Pinpointing the delayed introduction of UK border controls in April as “another potential car crash”, the head of Scottish Food and Drink warned MPs on Wednesday that “the clock is ticking”.
But, James Withers added: “The mood music I pick up from government officials is that there is a reluctance to engage with the EU until April.
“In other words, that they need to feel some of the pain that we are feeling before it will come to the table.
“I’m massively worried about that – that is the same mentality of brinksmanship and of last minute negotiation that failed spectacularly at the end of last year.”
Withers urged ministers to “learn from that, see what is coming” and start talking now to “find practical solutions”.
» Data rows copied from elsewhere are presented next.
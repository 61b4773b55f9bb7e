use crossterm::event::{KeyCode, KeyEvent};
use std::time::Instant;
use tui_textarea::{CursorMove, TextArea};

use ratatui::{
    Frame,
    layout::Rect,
    style::{Color, Style},
    text::Span,
};

/// 编辑模式
#[derive(Debug, Clone, Copy, PartialEq, Eq)]
pub enum EditMode {
    /// 插入模式 - 直接输入文本
    Insert,
    /// 普通模式 - 导航和命令
    Normal,
    /// 命令模式 (:w, :q)
    Command,
}

/// 输入动作
#[derive(Debug, Clone, Copy, PartialEq, Eq)]
pub enum InputAction {
    /// 继续编辑
    Continue,
    /// 内容已改变
    Changed,
    /// 保存表单 (:w)
    Save,
    /// 不保存离开 (:q 或普通模式下 Esc)
    Quit,
}

/// Helix 风格的文本输入区域
pub struct HelixTextArea {
    textarea: TextArea<'static>,
    mode: EditMode,
    /// Enter 不换行
    single_line: bool,
    command_buffer: String,
    /// 按键序列缓冲区（用于 dd, gg 等）
    key_sequence: Vec<char>,
    last_key_time: Instant,
}

impl HelixTextArea {
    pub fn new(initial_value: &str, single_line: bool) -> Self {
        let mut input = Self {
            textarea: TextArea::default(),
            mode: EditMode::Normal,
            single_line,
            command_buffer: String::new(),
            key_sequence: Vec::new(),
            last_key_time: Instant::now(),
        };
        input.set_content(initial_value);
        input
    }

    pub fn mode(&self) -> EditMode {
        self.mode
    }

    pub fn content(&self) -> String {
        self.textarea.lines().join("\n")
    }

    /// 替换内容，保持当前模式，光标移到末尾
    pub fn set_content(&mut self, value: &str) {
        let lines: Vec<String> = value.split('\n').map(|s| s.to_string()).collect();
        let mut textarea = TextArea::new(lines);

        // Nord 主题
        textarea.set_style(
            Style::default()
                .fg(Color::Rgb(236, 239, 244))
                .bg(Color::Rgb(46, 52, 64)),
        );
        textarea.set_cursor_style(
            Style::default()
                .bg(Color::Rgb(136, 192, 208))
                .fg(Color::Rgb(46, 52, 64)),
        );
        textarea.set_cursor_line_style(Style::default());
        textarea.move_cursor(CursorMove::Bottom);
        textarea.move_cursor(CursorMove::End);

        self.textarea = textarea;
    }

    /// 处理按键事件
    pub fn handle_key(&mut self, key: KeyEvent) -> InputAction {
        let before = self.textarea.lines().to_vec();

        let action = match self.mode {
            EditMode::Insert => self.handle_insert_mode(key),
            EditMode::Normal => self.handle_normal_mode(key),
            EditMode::Command => self.handle_command_mode(key),
        };

        if action == InputAction::Continue && self.textarea.lines() != before.as_slice() {
            InputAction::Changed
        } else {
            action
        }
    }

    fn handle_insert_mode(&mut self, key: KeyEvent) -> InputAction {
        match key.code {
            KeyCode::Esc => self.mode = EditMode::Normal,
            KeyCode::Char(c) => self.textarea.insert_char(c),
            KeyCode::Enter if !self.single_line => self.textarea.insert_newline(),
            KeyCode::Backspace => {
                self.textarea.delete_char();
            }
            KeyCode::Delete => {
                self.textarea.delete_next_char();
            }
            KeyCode::Left => self.textarea.move_cursor(CursorMove::Back),
            KeyCode::Right => self.textarea.move_cursor(CursorMove::Forward),
            KeyCode::Up => self.textarea.move_cursor(CursorMove::Up),
            KeyCode::Down => self.textarea.move_cursor(CursorMove::Down),
            KeyCode::Home => self.textarea.move_cursor(CursorMove::Head),
            KeyCode::End => self.textarea.move_cursor(CursorMove::End),
            _ => {}
        }
        InputAction::Continue
    }

    fn handle_normal_mode(&mut self, key: KeyEvent) -> InputAction {
        // 按键序列超时（500ms）
        if self.last_key_time.elapsed().as_millis() > 500 {
            self.key_sequence.clear();
        }
        self.last_key_time = Instant::now();

        match key.code {
            KeyCode::Esc => return InputAction::Quit,

            // 进入插入模式
            KeyCode::Char('i') => self.mode = EditMode::Insert,
            KeyCode::Char('a') => {
                self.textarea.move_cursor(CursorMove::Forward);
                self.mode = EditMode::Insert;
            }
            KeyCode::Char('I') => {
                self.textarea.move_cursor(CursorMove::Head);
                self.mode = EditMode::Insert;
            }
            KeyCode::Char('A') => {
                self.textarea.move_cursor(CursorMove::End);
                self.mode = EditMode::Insert;
            }
            KeyCode::Char('o') if !self.single_line => {
                self.textarea.move_cursor(CursorMove::End);
                self.textarea.insert_newline();
                self.mode = EditMode::Insert;
            }

            // 移动
            KeyCode::Char('h') | KeyCode::Left => self.textarea.move_cursor(CursorMove::Back),
            KeyCode::Char('j') | KeyCode::Down => self.textarea.move_cursor(CursorMove::Down),
            KeyCode::Char('k') | KeyCode::Up => self.textarea.move_cursor(CursorMove::Up),
            KeyCode::Char('l') | KeyCode::Right => self.textarea.move_cursor(CursorMove::Forward),
            KeyCode::Char('w') => self.textarea.move_cursor(CursorMove::WordForward),
            KeyCode::Char('b') => self.textarea.move_cursor(CursorMove::WordBack),
            KeyCode::Char('e') => self.textarea.move_cursor(CursorMove::WordEnd),
            KeyCode::Char('0') | KeyCode::Home => self.textarea.move_cursor(CursorMove::Head),
            KeyCode::Char('$') | KeyCode::End => self.textarea.move_cursor(CursorMove::End),
            KeyCode::Char('G') => self.textarea.move_cursor(CursorMove::Bottom),

            // 删除
            KeyCode::Char('x') | KeyCode::Delete => {
                self.textarea.delete_next_char();
            }

            KeyCode::Char('u') => {
                self.textarea.undo();
            }
            KeyCode::Char('U') => {
                self.textarea.redo();
            }

            KeyCode::Char(':') => {
                self.mode = EditMode::Command;
                self.command_buffer.clear();
            }

            KeyCode::Char(c) => {
                self.key_sequence.push(c);
                self.handle_key_sequence();
            }

            _ => {}
        }
        InputAction::Continue
    }

    /// 处理按键序列（dd, cc, gg）
    fn handle_key_sequence(&mut self) {
        match self.key_sequence.as_slice() {
            ['g', 'g'] => self.textarea.move_cursor(CursorMove::Top),
            ['d', 'd'] => {
                self.textarea.move_cursor(CursorMove::Head);
                self.textarea.delete_line_by_end();
            }
            ['c', 'c'] => {
                self.textarea.move_cursor(CursorMove::Head);
                self.textarea.delete_line_by_end();
                self.mode = EditMode::Insert;
            }
            _ => {
                if self.key_sequence.len() >= 2 {
                    self.key_sequence.clear();
                }
                return;
            }
        }
        self.key_sequence.clear();
    }

    fn handle_command_mode(&mut self, key: KeyEvent) -> InputAction {
        match key.code {
            KeyCode::Esc => {
                self.mode = EditMode::Normal;
                self.command_buffer.clear();
            }
            KeyCode::Enter => {
                let action = match self.command_buffer.trim() {
                    "w" | "write" | "wq" | "x" => InputAction::Save,
                    "q" | "quit" | "q!" => InputAction::Quit,
                    _ => InputAction::Continue,
                };
                self.command_buffer.clear();
                self.mode = EditMode::Normal;
                return action;
            }
            KeyCode::Char(c) => self.command_buffer.push(c),
            KeyCode::Backspace => {
                self.command_buffer.pop();
            }
            _ => {}
        }
        InputAction::Continue
    }

    /// 渲染输入框，只有获得焦点时才显示光标
    pub fn render(&mut self, f: &mut Frame, area: Rect, focused: bool) {
        let cursor_style = if focused {
            Style::default()
                .bg(Color::Rgb(136, 192, 208))
                .fg(Color::Rgb(46, 52, 64))
        } else {
            Style::default()
        };
        self.textarea.set_cursor_style(cursor_style);
        f.render_widget(&self.textarea, area);
    }

    /// 模式指示器
    pub fn mode_indicator(&self) -> Span<'static> {
        match self.mode() {
            EditMode::Insert => Span::styled(
                " INSERT ",
                Style::default().fg(Color::Rgb(46, 52, 64)).bg(Color::Rgb(163, 190, 140)),
            ),
            EditMode::Normal => Span::styled(
                " NORMAL ",
                Style::default().fg(Color::Rgb(46, 52, 64)).bg(Color::Rgb(136, 192, 208)),
            ),
            EditMode::Command => Span::styled(
                format!(" :{}█ ", self.command_buffer),
                Style::default().fg(Color::Rgb(235, 203, 139)),
            ),
        }
    }
}

#[cfg(test)]
mod tests {
    use super::*;
    use crossterm::event::KeyModifiers;

    fn press(input: &mut HelixTextArea, code: KeyCode) -> InputAction {
        input.handle_key(KeyEvent::new(code, KeyModifiers::NONE))
    }

    fn type_str(input: &mut HelixTextArea, text: &str) {
        for c in text.chars() {
            press(input, KeyCode::Char(c));
        }
    }

    #[test]
    fn test_insert_reports_change() {
        let mut input = HelixTextArea::new("", true);
        assert_eq!(press(&mut input, KeyCode::Char('i')), InputAction::Continue);
        assert_eq!(press(&mut input, KeyCode::Char('a')), InputAction::Changed);
        assert_eq!(input.content(), "a");
    }

    #[test]
    fn test_single_line_ignores_enter() {
        let mut input = HelixTextArea::new("Buy", true);
        press(&mut input, KeyCode::Char('A'));
        assert_eq!(press(&mut input, KeyCode::Enter), InputAction::Continue);
        assert_eq!(input.content(), "Buy");
    }

    #[test]
    fn test_multi_line_keeps_newlines() {
        let mut input = HelixTextArea::new("", false);
        press(&mut input, KeyCode::Char('i'));
        type_str(&mut input, "one");
        press(&mut input, KeyCode::Enter);
        type_str(&mut input, "two");
        assert_eq!(input.content(), "one\ntwo");
    }

    #[test]
    fn test_esc_in_normal_mode_quits() {
        let mut input = HelixTextArea::new("x", true);
        press(&mut input, KeyCode::Char('i'));
        assert_eq!(press(&mut input, KeyCode::Esc), InputAction::Continue);
        assert_eq!(input.mode(), EditMode::Normal);
        assert_eq!(press(&mut input, KeyCode::Esc), InputAction::Quit);
    }

    #[test]
    fn test_command_mode_write_and_quit() {
        let mut input = HelixTextArea::new("", true);
        press(&mut input, KeyCode::Char(':'));
        type_str(&mut input, "w");
        assert_eq!(press(&mut input, KeyCode::Enter), InputAction::Save);

        press(&mut input, KeyCode::Char(':'));
        type_str(&mut input, "q");
        assert_eq!(press(&mut input, KeyCode::Enter), InputAction::Quit);
        assert_eq!(input.mode(), EditMode::Normal);
    }

    #[test]
    fn test_set_content_replaces_text() {
        let mut input = HelixTextArea::new("old", false);
        input.set_content("new\ntext");
        assert_eq!(input.content(), "new\ntext");
        input.set_content("");
        assert_eq!(input.content(), "");
    }
}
His criticism came as fish exporters lamented a string of errors in the post-Brexit trade, hurriedly struck on Christmas Eve, in evidence to the Commons Scottish Affairs Committee.
Deliveries have been hit with a mountain of new red tape, with requirements for hard-to-get health checks and customs documents causing orders to be left rotting at ports, while Brussels has warned that a ban on shellfish trade is “indefinite”.
The chief executive of the Scottish Seafood Association, Jimmy Buchan, said it was beyond him why the government had agreed to rules that were “crippling” businesses.
Giving evidence to Holyrood’s Europe Committee, Withers added that squabbling over whether to use red or blue ink on post-Brexit customs forms is among the problems plaguing exporters.
“You think you get the right colour of ink and you’re told that the signature needs to be in a different colour to the colour that the letterhead is on,” he said.
“Part of the challenge here – particularly the other side of the channel – is you’ve got a lot of young, inexperienced customs agents.
“You can get a view on colour on one particular day, but then the shift changes the next day in Boulogne-sur-Mer, Calais or Dunkirk, and you get a different kind of interpretation.
“It’s extremely difficult for businesses to plan and that’s why this hasn’t just been an issue for small businesses; even big multinational companies who have got export departments, who have got export paperwork in their DNA because they sell into North America and China, have found the system’s fallen down and loads are getting held up.”
He added: “The problems are multiple and at no one point, so it’s very difficult to target the solution very quickly at one thing.
“It’s like whack-a-mole: a problem crops up, you hit it on the head and fix it and then another two crop up at the same time.”